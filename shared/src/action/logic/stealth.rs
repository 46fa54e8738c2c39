use super::{fire_trigger, play_on_clients, ActionBehavior};
use crate::action::{ActionContext, ActionCore, ClientActionContext, GameplayActivity};

/// Hides the character after a short windup. Stealth ends when the action
/// runs out, when the character attacks, or when it is hit.
#[derive(Debug, Default)]
pub struct StealthModeAction {
    started: bool,
    ended: bool,
    fx_spawned: bool,
}

impl StealthModeAction {
    fn end_stealth(&mut self, core: &ActionCore, ctx: &mut ActionContext<'_>) {
        if self.ended {
            return;
        }
        self.ended = true;
        if self.started {
            ctx.world.set_stealthy(ctx.character, false);
        }
        // Cancelling client visuals by id here rather than in `cancel` keeps a
        // freshly started stealth alive when the button is pressed twice.
        ctx.world
            .client_cancel_actions_by_id(ctx.character, core.action_id());
    }
}

impl ActionBehavior for StealthModeAction {
    fn on_start(&mut self, core: &mut ActionCore, ctx: &mut ActionContext<'_>) -> bool {
        fire_trigger(ctx, &core.config.anim);
        play_on_clients(core, ctx);
        true
    }

    fn on_update(&mut self, core: &mut ActionCore, ctx: &mut ActionContext<'_>) -> bool {
        if !self.started && !self.ended && core.time_running(ctx.now) >= core.config.exec_time_seconds {
            self.started = true;
            ctx.world.set_stealthy(ctx.character, true);
        }
        !self.ended
    }

    fn should_become_non_blocking(&self, core: &ActionCore, now: f32) -> bool {
        core.time_running(now) >= core.config.exec_time_seconds
    }

    fn cancel(&mut self, core: &mut ActionCore, ctx: &mut ActionContext<'_>) {
        fire_trigger(ctx, &core.config.anim2);
        self.end_stealth(core, ctx);
    }

    fn on_gameplay_activity(
        &mut self,
        core: &mut ActionCore,
        ctx: &mut ActionContext<'_>,
        activity: GameplayActivity,
    ) {
        if matches!(
            activity,
            GameplayActivity::UsingAttackAction | GameplayActivity::AttackedByEnemy
        ) {
            self.end_stealth(core, ctx);
        }
    }

    fn on_update_client(&mut self, core: &mut ActionCore, ctx: &mut ClientActionContext<'_>) -> bool {
        if !self.fx_spawned && core.time_running(ctx.now) >= core.config.exec_time_seconds {
            self.fx_spawned = true;
            let position = ctx.world.position(ctx.character).unwrap_or_default();
            for fx in &core.config.spawns {
                ctx.spawn_fx(fx, position);
            }
        }
        true
    }

    fn cancel_client(&mut self, core: &mut ActionCore, ctx: &mut ClientActionContext<'_>) {
        if self.fx_spawned {
            for fx in &core.config.spawns {
                ctx.stop_fx(fx);
            }
        }
    }
}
___
- _Task_
Your answer must be the records above, repeated exactly.

- _Task answer_
filename shared/src/action/logic/stealth.rs
repository 46fa54e8738c2c39
use super::{fire_trigger, play_on_clients, ActionBehavior};
use crate::action::{ActionContext, ActionCore, ClientActionContext, GameplayActivity};

/// Hides the character after a short windup. Stealth ends when the action
/// runs out, when the character attacks, or when it is hit.
#[derive(Debug, Default)]
pub struct StealthModeAction {
    started: bool,
    ended: bool,
    fx_spawned: bool,
}

impl StealthModeAction {
    fn end_stealth(&mut self, core: &ActionCore, ctx: &mut ActionContext<'_>) {
        if self.ended {
            return;
        }
        self.ended = true;
        if self.started {
            ctx.world.set_stealthy(ctx.character, false);
        }
        // Cancelling client visuals by id here rather than in `cancel` keeps a
        // freshly started stealth alive when the button is pressed twice.
        ctx.world
            .client_cancel_actions_by_id(ctx.character, core.action_id());
    }
}

impl ActionBehavior for StealthModeAction {
    fn on_start(&mut self, core: &mut ActionCore, ctx: &mut ActionContext<'_>) -> bool {
        fire_trigger(ctx, &core.config.anim);
        play_on_clients(core, ctx);
        true
    }

    fn on_update(&mut self, core: &mut ActionCore, ctx: &mut ActionContext<'_>) -> bool {
        if !self.started && !self.ended && core.time_running(ctx.now) >= core.config.exec_time_seconds {
            self.started = true;
            ctx.world.set_stealthy(ctx.character, true);
        }
        !self.ended
    }

    fn should_become_non_blocking(&self, core: &ActionCore, now: f32) -> bool {
        core.time_running(now) >= core.config.exec_time_seconds
    }

    fn cancel(&mut self, core: &mut ActionCore, ctx: &mut ActionContext<'_>) {
        fire_trigger(ctx, &core.config.anim2);
        self.end_stealth(core, ctx);
    }

    fn on_gameplay_activity(
        &mut self,
        core: &mut ActionCore,
        ctx: &mut ActionContext<'_>,
        activity: GameplayActivity,
    ) {
        if matches!(
            activity,
            GameplayActivity::UsingAttackAction | GameplayActivity::AttackedByEnemy
        ) {
            self.end_stealth(core, ctx);
        }
    }

    fn on_update_client(&mut self, core: &mut ActionCore, ctx: &mut ClientActionContext<'_>) -> bool {
        if !self.fx_spawned && core.time_running(ctx.now) >= core.config.exec_time_seconds {
            self.fx_spawned = true;
            let position = ctx.world.position(ctx.character).unwrap_or_default();
            for fx in &core.config.spawns {
                ctx.spawn_fx(fx, position);
            }
        }
        true
    }

    fn cancel_client(&mut self, core: &mut ActionCore, ctx: &mut ClientActionContext<'_>) {
        if self.fx_spawned {
            for fx in &core.config.spawns {
                ctx.stop_fx(fx);
            }
        }
    }
}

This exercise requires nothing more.